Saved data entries
BEGIN
use std::f32::consts::FRAC_PI_2;

use ar_tv::{DetectedPlane, DirectoryResolver, PlaneAlignment, PlaneId, PreviewError, PreviewGenerator, VideoFrame, VideoId};
use bevy::diagnostic::{DiagnosticsStore, FrameTimeDiagnosticsPlugin};
use bevy::prelude::*;
use bevy::tasks::{AsyncComputeTaskPool, Task};
use bevy::window::PrimaryWindow;
use bevy_ar_tv::{
    ArCamera, ArTv, ArTvConfig, ArTvPlugin, ArTvStatus, NativePreviewGenerator, PlaneDetected,
    PlaneLost, ScreenTap, TapInputBlocked, frame_image, to_pose,
};
use bevy_ar_tv::thumbnails::{
    THUMB_WIDTH, ThumbnailLabel, highlight_selection, spawn_thumbnail_strip, thumbnail_clicks,
};
use bevy_egui::{EguiContexts, EguiPlugin, EguiPrimaryContextPass, egui};
use futures_lite::future::block_on;

const WALL_DISTANCE: f32 = 1.6;
const PREVIEW_FAILED: &str = "Failed to load video frame.";

fn main() -> anyhow::Result<()> {
    let config = ArTvConfig::from_env()?;
    let tracking = SimulatedTracking::new(config.auto_detect_secs);

    App::new()
        .insert_resource(ClearColor(Color::srgb(0.05, 0.05, 0.07)))
        .insert_resource(tracking)
        .init_resource::<PreviewTasks>()
        .add_plugins(DefaultPlugins.set(WindowPlugin {
            primary_window: Some(Window {
                title: "ar_tv viewer".to_string(),
                ..default()
            }),
            ..default()
        }))
        .add_plugins(FrameTimeDiagnosticsPlugin::default())
        .add_plugins(EguiPlugin::default())
        .add_plugins(ArTvPlugin::new(config))
        .add_systems(Startup, (setup_scene, spawn_thumbnails))
        .add_systems(
            Update,
            (
                simulate_tracking,
                tap_centre_on_space,
                apply_previews,
                thumbnail_clicks,
                highlight_selection,
            ),
        )
        .add_systems(EguiPrimaryContextPass, ui_status)
        .run();
    Ok(())
}

/// Stands in for AR plane detection: one wall in front of the camera that
/// can be found and lost from the keyboard.
#[derive(Resource)]
struct SimulatedTracking {
    auto_detect: Option<Timer>,
    next_plane: u64,
    active: Option<PlaneId>,
}

impl SimulatedTracking {
    fn new(auto_detect_secs: Option<f32>) -> Self {
        Self {
            auto_detect: auto_detect_secs.map(|secs| Timer::from_seconds(secs, TimerMode::Once)),
            next_plane: 1,
            active: None,
        }
    }

    fn detect(&mut self) -> Option<DetectedPlane> {
        if self.active.is_some() {
            return None;
        }
        let id = PlaneId(self.next_plane);
        self.next_plane += 1;
        self.active = Some(id);
        Some(DetectedPlane {
            id,
            alignment: PlaneAlignment::Vertical,
            pose: to_pose(&wall_transform()),
        })
    }
}

/// Wall facing the camera; local +Y (the plane normal) points back at it.
fn wall_transform() -> Transform {
    Transform::from_xyz(0.0, 0.0, -WALL_DISTANCE).with_rotation(Quat::from_rotation_x(FRAC_PI_2))
}

#[derive(Component)]
struct WallVisual;

struct PendingPreview {
    button: Entity,
    label: Entity,
    video: VideoId,
    task: Task<Result<VideoFrame, PreviewError>>,
}

#[derive(Resource, Default)]
struct PreviewTasks(Vec<PendingPreview>);

fn setup_scene(mut commands: Commands) {
    commands.spawn((Camera3d::default(), Transform::default(), ArCamera));
    commands.spawn((
        DirectionalLight {
            illuminance: 8_000.0,
            shadows_enabled: false,
            ..default()
        },
        Transform::from_xyz(1.0, 2.0, 1.5).looking_at(Vec3::new(0.0, 0.0, -WALL_DISTANCE), Vec3::Y),
    ));
    commands.spawn((
        PointLight {
            intensity: 200_000.0,
            range: 8.0,
            ..default()
        },
        Transform::from_xyz(0.0, 0.8, -0.4),
    ));
}

fn spawn_thumbnails(mut commands: Commands, config: Res<ArTvConfig>, mut tasks: ResMut<PreviewTasks>) {
    let generator = NativePreviewGenerator::new(
        config.media(),
        DirectoryResolver::new(&config.media_dir),
        (THUMB_WIDTH * 2.0) as u32,
    );
    let pool = AsyncComputeTaskPool::get();

    let strip = spawn_thumbnail_strip(&mut commands, config.catalog.videos());
    for slot in strip.slots {
        let generator = generator.clone();
        let id = slot.video.clone();
        let task = pool.spawn(async move { generator.preview_frame(&id) });
        tasks.0.push(PendingPreview {
            button: slot.button,
            label: slot.label,
            video: slot.video,
            task,
        });
    }
}

fn apply_previews(
    mut commands: Commands,
    mut tasks: ResMut<PreviewTasks>,
    mut images: ResMut<Assets<Image>>,
    mut labels: Query<&mut Text, With<ThumbnailLabel>>,
) {
    if tasks.0.is_empty() {
        return;
    }
    let mut still_pending = Vec::new();
    for pending in tasks.0.drain(..) {
        if !pending.task.is_finished() {
            still_pending.push(pending);
            continue;
        }
        let image = match block_on(pending.task) {
            Ok(frame) => frame_image(frame),
            Err(err) => {
                warn!("preview for video {}: {err}", pending.video);
                None
            }
        };
        match image {
            Some(image) => {
                commands
                    .entity(pending.button)
                    .insert(ImageNode::new(images.add(image)));
            }
            None => {
                if let Ok(mut text) = labels.get_mut(pending.label) {
                    text.0 = PREVIEW_FAILED.to_string();
                }
            }
        }
    }
    tasks.0 = still_pending;
}

fn simulate_tracking(
    mut commands: Commands,
    time: Res<Time>,
    keys: Res<ButtonInput<KeyCode>>,
    mut tracking: ResMut<SimulatedTracking>,
    mut detected: MessageWriter<PlaneDetected>,
    mut lost: MessageWriter<PlaneLost>,
    walls: Query<Entity, With<WallVisual>>,
    mut meshes: ResMut<Assets<Mesh>>,
    mut materials: ResMut<Assets<StandardMaterial>>,
) {
    let mut want_detect = keys.just_pressed(KeyCode::KeyP);
    if let Some(timer) = tracking.auto_detect.as_mut()
        && timer.tick(time.delta()).just_finished()
    {
        want_detect = true;
    }

    if want_detect && let Some(plane) = tracking.detect() {
        info!("simulated wall {:?} detected", plane.id);
        detected.write(PlaneDetected(plane));
        // Just behind the anchor so the housing reads as wall-mounted.
        let wall = wall_transform();
        commands.spawn((
            WallVisual,
            Mesh3d(meshes.add(Plane3d::default().mesh().size(6.0, 4.0))),
            MeshMaterial3d(materials.add(StandardMaterial {
                base_color: Color::srgb(0.55, 0.53, 0.5),
                perceptual_roughness: 0.9,
                ..default()
            })),
            wall.with_translation(wall.translation + wall.rotation * Vec3::NEG_Y * 0.025),
        ));
    }

    if keys.just_pressed(KeyCode::KeyL)
        && let Some(plane) = tracking.active.take()
    {
        info!("simulated wall {plane:?} lost");
        lost.write(PlaneLost(plane));
        for wall in &walls {
            commands.entity(wall).despawn();
        }
    }
}

fn tap_centre_on_space(
    keys: Res<ButtonInput<KeyCode>>,
    windows: Query<&Window, With<PrimaryWindow>>,
    mut taps: MessageWriter<ScreenTap>,
) {
    if !keys.just_pressed(KeyCode::Space) {
        return;
    }
    if let Ok(window) = windows.single() {
        taps.write(ScreenTap {
            position: Vec2::new(window.width(), window.height()) * 0.5,
        });
    }
}

fn ui_status(
    mut contexts: EguiContexts,
    mut ar: ResMut<ArTv>,
    status: Res<ArTvStatus>,
    tracking: Res<SimulatedTracking>,
    diagnostics: Res<DiagnosticsStore>,
    mut blocked: ResMut<TapInputBlocked>,
) {
    let Ok(ctx) = contexts.ctx_mut() else {
        return;
    };
    egui::Window::new("AR TV").default_width(260.0).show(ctx, |ui| {
        match tracking.active {
            Some(plane) => ui.label(format!("Wall: plane {}", plane.0)),
            None => ui.label("Wall: searching (P to detect)"),
        };
        ui.label(format!("Screen: {}", ar.0.current_state()));
        ui.label(format!(
            "Selected: {}",
            ar.0.selected().map(ToString::to_string).unwrap_or_else(|| "none".to_string())
        ));
        ui.label(format!(
            "Bound: {}",
            ar.0.bound_video().map(ToString::to_string).unwrap_or_else(|| "none".to_string())
        ));
        ui.separator();
        ui.label(format!("Taps: {}", status.taps));
        if let Some(outcome) = &status.last_outcome {
            ui.label(format!("Last tap: {outcome}"));
        }
        if let Some(err) = &status.last_error {
            ui.colored_label(egui::Color32::from_rgb(230, 110, 90), err);
        }
        ui.separator();
        if ui.button("Stop").clicked() && let Some(video) = ar.0.stop() {
            info!("stopped video {video}");
        }
        ui.label("Click the screen (or Space) to play/pause. P/L: find/lose the wall.");
        if let Some(fps) = diagnostics
            .get(&FrameTimeDiagnosticsPlugin::FPS)
            .and_then(|d| d.smoothed())
        {
            ui.label(format!("FPS: {fps:.1}"));
        }
    });
    blocked.0 = ctx.wants_pointer_input() || ctx.is_pointer_over_area();
}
END
- [PROBLEM TO WORK ON]: How many of the lines above hold the word "push"? Answer with only the number.

- [OUTPUT]: 2